SSIS Veneto – Area Comune – Sede di Venezia

Esame di Teorie dell’istruzione e programmazione didattica

Insegnamento: Processi e metodologie dell’insegnamento (prof. Fiorino Tessaro)

Unità Formative: PMI 01 ip – Insegnare tra ricerca e azione PMI 06 ip – Modulare procedure e processi PMI 02 ol – Tracciare curricoli per competenze PMI 07 ol – Analizzare la complessità PMI 03 ol – Formare con metodo PMI 08 ip – Costruire la conoscenza insieme PMI 04 ol – Imparare provando, facendo, simulando PMI 09 ol – Governare la formazione in classe PMI 05 ip – Progettare l’insegnamento PMI 10 ol – Comunicare per formare

data lez. Titolo lezione tipologia ore attività1

17-dic-07 PMI 05 ip – Progettare l’insegnamento in presenza 2 studio individuale

5 PROGETTARE L’INSEGNAMENTO

5.1 INSEGNARE: DALL'INTENZIONE AL PROGETTO

Un ragazzo può capitare con bravi insegnanti, o con meno bravi, in scuole innovative o tradizionali, sia nei metodi che nei contenuti: che cosa garantisce agli studenti una comune base formativa? Come si possono ridurre le "sperequazioni d'apprendimento" indipendentemente da dove e con chi capita lo studente, e come si possono promuovere le potenzialità culturali e professionali di ciascuno?

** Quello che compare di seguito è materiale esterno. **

//! Orchestrator task storage.

use chrono::Utc;
use otto_models::{Task, TaskFilter, TaskUpdate};

use crate::error::{PersistenceError, Result};
use crate::store::{decode, encode, Store};

const KIND: &str = "task";

/// Task table. Deletion is soft: rows keep their data and gain `deleted_at`.
pub struct TaskStore<'s> {
    store: &'s Store,
}

impl<'s> TaskStore<'s> {
    pub(crate) fn new(store: &'s Store) -> Self {
        Self { store }
    }

    /// Inserts a new task.
    pub fn create_task(&self, task: &Task) -> Result<()> {
        let mut wtxn = self.store.write_txn()?;
        let db = self.store.dbs.tasks;

        if db.get(&wtxn, &task.id)?.is_some() {
            return Err(PersistenceError::duplicate(KIND, &task.id));
        }
        db.put(&mut wtxn, &task.id, &encode(task)?)?;
        wtxn.commit()?;
        Ok(())
    }

    /// Loads a task by ID, including soft-deleted ones.
    pub fn get_task(&self, id: &str) -> Result<Task> {
        let rtxn = self.store.read_txn()?;
        match self.store.dbs.tasks.get(&rtxn, id)? {
            Some(bytes) => decode(bytes),
            None => Err(PersistenceError::not_found(KIND, id)),
        }
    }

    /// Returns true if the ID is taken, deleted tasks included.
    pub fn exists(&self, id: &str) -> Result<bool> {
        let rtxn = self.store.read_txn()?;
        Ok(self.store.dbs.tasks.get(&rtxn, id)?.is_some())
    }

    /// Applies a partial update and returns the new row.
    ///
    /// # Errors
    /// Returns `NotFound` for unknown or deleted tasks.
    pub fn update_task(&self, id: &str, update: &TaskUpdate) -> Result<Task> {
        self.modify(id, |task| task.apply(update))
    }

    /// Soft-deletes a task.
    pub fn delete_task(&self, id: &str) -> Result<Task> {
        self.modify(id, |task| {
            let now = Utc::now();
            task.deleted_at = Some(now);
            task.updated_at = now;
        })
    }

    /// Lists tasks matching `filter`, oldest first.
    pub fn list_tasks(&self, filter: &TaskFilter) -> Result<Vec<Task>> {
        let rtxn = self.store.read_txn()?;
        let mut tasks = Vec::new();
        for item in self.store.dbs.tasks.iter(&rtxn)? {
            let (_, bytes) = item?;
            let task: Task = decode(bytes)?;
            if filter.matches(&task) {
                tasks.push(task);
            }
        }
        tasks.sort_by(|a, b| a.created_at.cmp(&b.created_at).then_with(|| a.id.cmp(&b.id)));
        Ok(tasks)
    }

    fn modify(&self, id: &str, f: impl FnOnce(&mut Task)) -> Result<Task> {
        let mut wtxn = self.store.write_txn()?;
        let db = self.store.dbs.tasks;

        let mut task: Task = match db.get(&wtxn, id)? {
            Some(bytes) => decode(bytes)?,
            None => return Err(PersistenceError::not_found(KIND, id)),
        };
        if task.is_deleted() {
            return Err(PersistenceError::not_found(KIND, id));
        }

        f(&mut task);
        db.put(&mut wtxn, id, &encode(&task)?)?;
        wtxn.commit()?;
        Ok(task)
    }
}

#[cfg(test)]
mod tests {
    use super::*;
    use otto_models::TaskStatus;
    use tempfile::tempdir;

    fn open() -> (tempfile::TempDir, Store) {
        let dir = tempdir().unwrap();
        let store = Store::open(dir.path(), 16).unwrap();
        (dir, store)
    }

    #[test]
    fn test_create_get() {
        let (_dir, store) = open();
        let task = Task::new("t-0a1b2", "Auth", "/repo", "main").with_notes("jwt");

        store.tasks().create_task(&task).unwrap();
        let loaded = store.tasks().get_task("t-0a1b2").unwrap();

        assert_eq!(loaded, task);
        assert!(store.tasks().create_task(&task).is_err());
    }

    #[test]
    fn test_partial_update() {
        let (_dir, store) = open();
        let task = Task::new("t-00001", "Auth", "/repo", "main").with_notes("jwt");
        store.tasks().create_task(&task).unwrap();

        let updated = store
            .tasks()
            .update_task(
                "t-00001",
                &TaskUpdate {
                    status: Some(TaskStatus::Closed),
                    ..Default::default()
                },
            )
            .unwrap();

        assert_eq!(updated.status, TaskStatus::Closed);
        assert_eq!(updated.title, "Auth");
        assert_eq!(updated.notes.as_deref(), Some("jwt"));
        assert_eq!(store.tasks().get_task("t-00001").unwrap(), updated);
    }

    #[test]
    fn test_update_missing_task() {
        let (_dir, store) = open();
        let err = store
            .tasks()
            .update_task("t-fffff", &TaskUpdate::default())
            .unwrap_err();
        assert!(err.is_not_found());
    }

    #[test]
    fn test_soft_delete() {
        let (_dir, store) = open();
        store
            .tasks()
            .create_task(&Task::new("t-00001", "Auth", "/repo", "main"))
            .unwrap();

        let deleted = store.tasks().delete_task("t-00001").unwrap();
        assert!(deleted.is_deleted());

        // Row is kept but hidden and frozen.
        assert!(store.tasks().exists("t-00001").unwrap());
        assert!(store.tasks().list_tasks(&TaskFilter::default()).unwrap().is_empty());
        assert!(store
            .tasks()
            .update_task(
                "t-00001",
                &TaskUpdate {
                    title: Some("x".into()),
                    ..Default::default()
                }
            )
            .unwrap_err()
            .is_not_found());

        let all = store
            .tasks()
            .list_tasks(&TaskFilter {
                include_deleted: true,
                ..Default::default()
            })
            .unwrap();
        assert_eq!(all.len(), 1);
    }

    #[test]
    fn test_list_children() {
        let (_dir, store) = open();
        let tasks = store.tasks();
        tasks
            .create_task(&Task::new("t-00001", "Root", "/repo", "main"))
            .unwrap();
        tasks
            .create_task(&Task::new("t-00002", "Child", "/repo", "main").with_parent("t-00001"))
            .unwrap();
        tasks
            .create_task(&Task::new("t-00003", "Other", "/other", "main"))
            .unwrap();

        let children = tasks
            .list_tasks(&TaskFilter {
                parent_id: Some("t-00001".to_string()),
                ..Default::default()
            })
            .unwrap();
        assert_eq!(children.len(), 1);
        assert_eq!(children[0].id, "t-00002");

        let in_repo = tasks
            .list_tasks(&TaskFilter {
                repo_path: Some("/repo".to_string()),
                ..Default::default()
            })
            .unwrap();
        assert_eq!(in_repo.len(), 2);
    }
}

Gli insegnanti spesso non seguono l’intero percorso formativo di una classe; precariato, trasferimenti, assenze interrompono il rapporto didattico: che cosa garantisce la continuità formativa del curricolo?

E ancora: la scuola è ora meno che mai l'unica agenzia formativa; la formazione è un processo che accompagna l'individuo per tutta la durata della sua esistenza e non soltanto per gli anni di quella che viene comunemente definita l'età evolutiva. L'affermazione può sembrare scontata: in realtà è il punto chiave di tutto il discorso formativo. L'individuo apprende continuamente, prima di iniziare la scuola, durante e dopo. Quale è allora la peculiarità dell'apprendimento scolastico? La risposta sta nel fatto che tale apprendimento è organizzato, voluto e perseguito, che non è improvvisato o casuale.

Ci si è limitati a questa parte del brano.